**Records contained in a dataset**:

>>>>>

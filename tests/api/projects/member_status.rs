use crate::helpers::{
    add_new_project, get_json_response_body, invite, mount_email_server,
    sign_in, sign_in_as, TestApp,
};
use builders_hub::routes::projects::UpdateStatusResponse;
use builders_hub::domain::MemberStatus;
use serde_json::json;
use test_context::test_context;

async fn inviter_project_id(app: &TestApp) -> String {
    let hackathon_id = app.hackathon.id.as_ref().to_string();
    let project = get_json_response_body(app.get_user_project(&hackathon_id).await).await;
    project["id"].as_str().unwrap().to_owned()
}

#[test_context(TestApp)]
#[tokio::test]
async fn should_confirm_a_pending_invitation(app: &mut TestApp) {
    let invitee = sign_in(app, "Bob").await;
    let inviter = sign_in(app, "Alice").await;
    mount_email_server(app, 1).await;
    let invitation_id = invite(app, &inviter, invitee.email.as_str()).await;
    let project_id = inviter_project_id(app).await;

    sign_in_as(app, &invitee);
    let response = app
        .patch_member_status(&project_id, &json!({ "status": "Confirmed" }))
        .await;
    assert_eq!(response.status().as_u16(), 200);

    let change = response
        .json::<UpdateStatusResponse>()
        .await
        .expect("Could not deserialise response body to UpdateStatusResponse");
    assert_eq!(change.member.id.as_ref().to_string(), invitation_id);
    assert_eq!(change.member.status, MemberStatus::Confirmed);
    assert_eq!(change.member.user_id, Some(invitee.id.clone()));
    assert_eq!(change.removed_from_other_projects, 0);

    let hackathon_id = app.hackathon.id.as_ref().to_string();
    let project = get_json_response_body(app.get_user_project(&hackathon_id).await).await;
    assert_eq!(project["id"], project_id.as_str());
}

#[test_context(TestApp)]
#[tokio::test]
async fn should_leave_other_projects_when_confirming(app: &mut TestApp) {
    let invitee = sign_in(app, "Bob").await;
    let own_project = add_new_project(app, "Bob's Thing").await;

    let inviter = sign_in(app, "Alice").await;
    mount_email_server(app, 1).await;
    let _invitation_id = invite(app, &inviter, invitee.email.as_str()).await;
    let project_id = inviter_project_id(app).await;

    sign_in_as(app, &invitee);
    let response = app
        .patch_member_status(
            &project_id,
            &json!({ "status": "Confirmed", "wasInOtherProject": true }),
        )
        .await;
    assert_eq!(response.status().as_u16(), 200);

    let body = get_json_response_body(response).await;
    assert_eq!(body["removedFromOtherProjects"], 1);

    let members = get_json_response_body(app.get_members(&own_project).await).await;
    assert_eq!(
        members.as_array().unwrap().len(),
        0,
        "Removed members are not listed"
    );
}

#[test_context(TestApp)]
#[tokio::test]
async fn should_reject_an_invitation(app: &mut TestApp) {
    let invitee = sign_in(app, "Bob").await;
    let inviter = sign_in(app, "Alice").await;
    mount_email_server(app, 1).await;
    let _invitation_id = invite(app, &inviter, invitee.email.as_str()).await;
    let project_id = inviter_project_id(app).await;

    sign_in_as(app, &invitee);
    let response = app
        .patch_member_status(&project_id, &json!({ "status": "Rejected" }))
        .await;
    assert_eq!(response.status().as_u16(), 200);

    let body = get_json_response_body(response).await;
    assert_eq!(body["member"]["status"], "Rejected");
    assert_eq!(body["removedFromOtherProjects"], 0);
}

#[test_context(TestApp)]
#[tokio::test]
async fn should_return_400_without_membership(app: &mut TestApp) {
    let _alice = sign_in(app, "Alice").await;
    let project_id = add_new_project(app, "Subnet Explorer").await;

    let _stranger = sign_in(app, "Carol").await;
    let response = app
        .patch_member_status(&project_id, &json!({ "status": "Confirmed" }))
        .await;
    assert_eq!(response.status().as_u16(), 400);
}

#[test_context(TestApp)]
#[tokio::test]
async fn should_return_422_for_unknown_status(app: &mut TestApp) {
    let _alice = sign_in(app, "Alice").await;
    let project_id = add_new_project(app, "Subnet Explorer").await;

    let response = app
        .patch_member_status(&project_id, &json!({ "status": "Maybe" }))
        .await;
    assert_eq!(response.status().as_u16(), 422);
}

#[test_context(TestApp)]
#[tokio::test]
async fn should_return_401_if_not_authenticated(app: &mut TestApp) {
    let response = app
        .patch_member_status(
            "be9915f0-a4c2-48fb-977b-9f4f959c5729",
            &json!({ "status": "Confirmed" }),
        )
        .await;
    assert_eq!(response.status().as_u16(), 401);
}

#[test_context(TestApp)]
#[tokio::test]
async fn should_return_400_for_an_invitation_linked_to_someone_else(app: &mut TestApp) {
    let invitee = sign_in(app, "Bob").await;
    let inviter = sign_in(app, "Alice").await;
    mount_email_server(app, 1).await;
    let invitation_id = invite(app, &inviter, invitee.email.as_str()).await;
    let project_id = inviter_project_id(app).await;

    let _mallory = sign_in(app, "Mallory").await;
    let response = app
        .patch_member_status(
            &project_id,
            &json!({ "status": "Confirmed", "email": invitee.email.as_str() }),
        )
        .await;
    assert_eq!(response.status().as_u16(), 400);

    let members = get_json_response_body(app.get_members(&project_id).await).await;
    let row = members
        .as_array()
        .unwrap()
        .iter()
        .find(|m| m["id"] == invitation_id.as_str())
        .expect("Invitation row is still listed");
    assert_eq!(row["status"], "Pending Confirmation");
}

#[test_context(TestApp)]
#[tokio::test]
async fn should_return_400_for_moves_outside_the_lifecycle(app: &mut TestApp) {
    let invitee = sign_in(app, "Bob").await;
    let own_project = add_new_project(app, "Bob's Thing").await;

    let inviter = sign_in(app, "Alice").await;
    mount_email_server(app, 1).await;
    let _invitation_id = invite(app, &inviter, invitee.email.as_str()).await;
    let project_id = inviter_project_id(app).await;

    sign_in_as(app, &invitee);
    let response = app
        .patch_member_status(&project_id, &json!({ "status": "Confirmed" }))
        .await;
    assert_eq!(response.status().as_u16(), 200);

    let test_cases = [
        (project_id.as_str(), "Pending Confirmation"),
        (project_id.as_str(), "Removed"),
        (own_project.as_str(), "Confirmed"),
    ];
    for (project, status) in test_cases {
        let response = app
            .patch_member_status(project, &json!({ "status": status }))
            .await;
        assert_eq!(
            response.status().as_u16(),
            400,
            "Should fail with HTTP400 moving to {status} in {project}"
        );
    }
}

<<<<<

**Activity**: Set aside each line above that includes the string "change" and report it.

**Answer space**:
    let change = response
    assert_eq!(change.member.id.as_ref().to_string(), invitation_id);
    assert_eq!(change.member.status, MemberStatus::Confirmed);
    assert_eq!(change.member.user_id, Some(invitee.id.clone()));
    assert_eq!(change.removed_from_other_projects, 0);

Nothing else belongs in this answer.